Is the good General willing to covertly help US in its destabilisation operations against the present Governments in Iran and Iraq in return for its strategic support to Pakistan vis-a-vis India and benign silence and inaction on Pakistan's nuclear a

The Axis Of Opportunity
The Axis Of Opportunity

The post-September 11, 2001, volte face of President Pervez Musharraf of Pakistan in joining the US as its frontline ally in its war against the Taliban and the Al Qaeda had three objectives -- to safeguard the strategic nuclear and missile assets of Pakistan from any pre-emptive strike by the US due to fears that they might fall into the hands of the Al Qaeda and other international terrorist elements; to seek as a quid pro quo US activism on the Jammu & Kashmir (J&K) issue in the hope of achieving through collaboration with the US what he could not  through Pakistani terrorist organisations on the ground; and to bill the US for his services in the form of increased economic and military assistance to revive  the comatose economy and to revamp the Armed Forces.

His expectations have been only partly fulfilled.  He, as an individual ruler, has been the greatest beneficiary of his opportunistic decision.  His sins of commission and omission as a military dictator have been overlooked by the US and other countries of the West.  References from Washington DC and other Western capitals to the need for strict adherence to the roadmap to restored democracy have become increasingly muted.
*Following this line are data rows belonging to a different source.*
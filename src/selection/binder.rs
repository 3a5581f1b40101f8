use std::collections::HashMap;
use std::sync::LazyLock;

use html_escape::decode_html_entities;
use regex::Regex;

use crate::models::{ListingRecord, RecordId};
use crate::selection::Strategy;

static RECORD_ANCHOR: LazyLock<Regex> =
    LazyLock::new(|| Regex::new(r#"data-record="(r\d+)""#).expect("record anchor pattern is valid"));

/// Resolves click payloads to at most one listing.
///
/// The id index is built once; the exact and containment strategies scan
/// the listings in load order and return the first match.
pub struct SelectionBinder<'a> {
    records: &'a [ListingRecord],
    strategy: Strategy,
    by_id: HashMap<RecordId, usize>,
}

impl<'a> SelectionBinder<'a> {
    pub fn new(records: &'a [ListingRecord], strategy: Strategy) -> Self {
        let by_id = records
            .iter()
            .enumerate()
            .map(|(idx, r)| (r.id, idx))
            .collect();

        Self {
            records,
            strategy,
            by_id,
        }
    }

    /// Look up a listing by its id.
    pub fn get(&self, id: RecordId) -> Option<&'a ListingRecord> {
        self.by_id.get(&id).map(|&idx| &self.records[idx])
    }

    /// Resolve a payload; `None` means "no selection", not an error.
    ///
    /// A blank payload never resolves. Only the id and containment
    /// strategies trim it; `Exact` compares the payload as given.
    pub fn resolve(&self, payload: &str) -> Option<&'a ListingRecord> {
        if payload.trim().is_empty() {
            return None;
        }

        match self.strategy {
            Strategy::Id => self.resolve_id(payload.trim()),
            Strategy::Exact => self.resolve_exact(payload),
            Strategy::Contains => self.resolve_contains(payload.trim()),
        }
    }

    fn resolve_id(&self, payload: &str) -> Option<&'a ListingRecord> {
        let id = RecordId::parse(payload).or_else(|| {
            RECORD_ANCHOR
                .captures(payload)
                .and_then(|caps| RecordId::parse(&caps[1]))
        })?;
        self.get(id)
    }

    fn resolve_exact(&self, payload: &str) -> Option<&'a ListingRecord> {
        let records: &'a [ListingRecord] = self.records;
        records.iter().find(|r| {
            (!r.building.is_empty() && r.building == payload) || r.selection_key == payload
        })
    }

    // O(n) per click. Keys are not unique, so the earliest listing wins.
    // Popups are HTML, so entities are decoded before keys are matched.
    fn resolve_contains(&self, payload: &str) -> Option<&'a ListingRecord> {
        let payload = decode_html_entities(payload);
        let records: &'a [ListingRecord] = self.records;
        records
            .iter()
            .find(|r| !r.selection_key.is_empty() && payload.contains(r.selection_key.as_str()))
    }
}
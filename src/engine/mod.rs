pub mod python;
pub mod types;

use crate::{cancel::CancelToken, probe::PhaseContext, registry::ChartDescriptor};
use anyhow::Result;
use std::path::Path;
use std::time::Duration;

pub use types::{BrowseIn, BrowseOut, ChartOut, CheckOut, ExecuteOut, ExportOut};

/// Time and cancellation bounds for one engine call.
#[derive(Debug, Clone)]
pub struct Budget {
    pub timeout: Duration,
    pub cancel: CancelToken,
}

impl Budget {
    pub fn from_ctx(ctx: &PhaseContext) -> Self {
        Self {
            timeout: ctx.remaining(),
            cancel: ctx.cancel.clone(),
        }
    }
}

/// Adapter over the notebook runtime and its tooling.
pub trait NotebookEngine: Send + Sync {
    fn static_check(&self, notebook: &Path, budget: &Budget) -> Result<CheckOut>;
    fn execute(&self, notebook: &Path, budget: &Budget) -> Result<ExecuteOut>;
    /// Export `charts` offline, one verdict per chart in the same order.
    fn export_charts(
        &self,
        notebook: &Path,
        charts: &[ChartDescriptor],
        budget: &Budget,
    ) -> Result<Vec<ExportOut>>;
    fn browse(&self, req: &BrowseIn, budget: &Budget) -> Result<BrowseOut>;
}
His proclaimed intention to continue as the President for at least another five years, even if elections as promised are held in October next, has not been opposed by an US which has let itself be convinced that there is no alternative to an enduring Musharraf if its strategic objectives in the region are to be met and if  the nuclear and missile assets of Pakistan are to be prevented from falling into the hands of terrorists still lurking in the region.

As against this, Pakistan as a nation has lost more than it has gained from his volte face.  The limited gains have been in respect of greater bilateral (US $ one billion plus per annum) and multilateral (another US $ one billion plus per annum) cash flow; generous re-scheduling of the bilateral component of the external debt (US $ 12.5 billion out of US $ 38 billion); removal of restrictions on the sale to Pakistan of spare parts for the US military equipment purchased in the past; revival of military-to-military contacts and training programmes; and limited supply of new military equipment needed for strengthening the military's border management capability on the Afghan border.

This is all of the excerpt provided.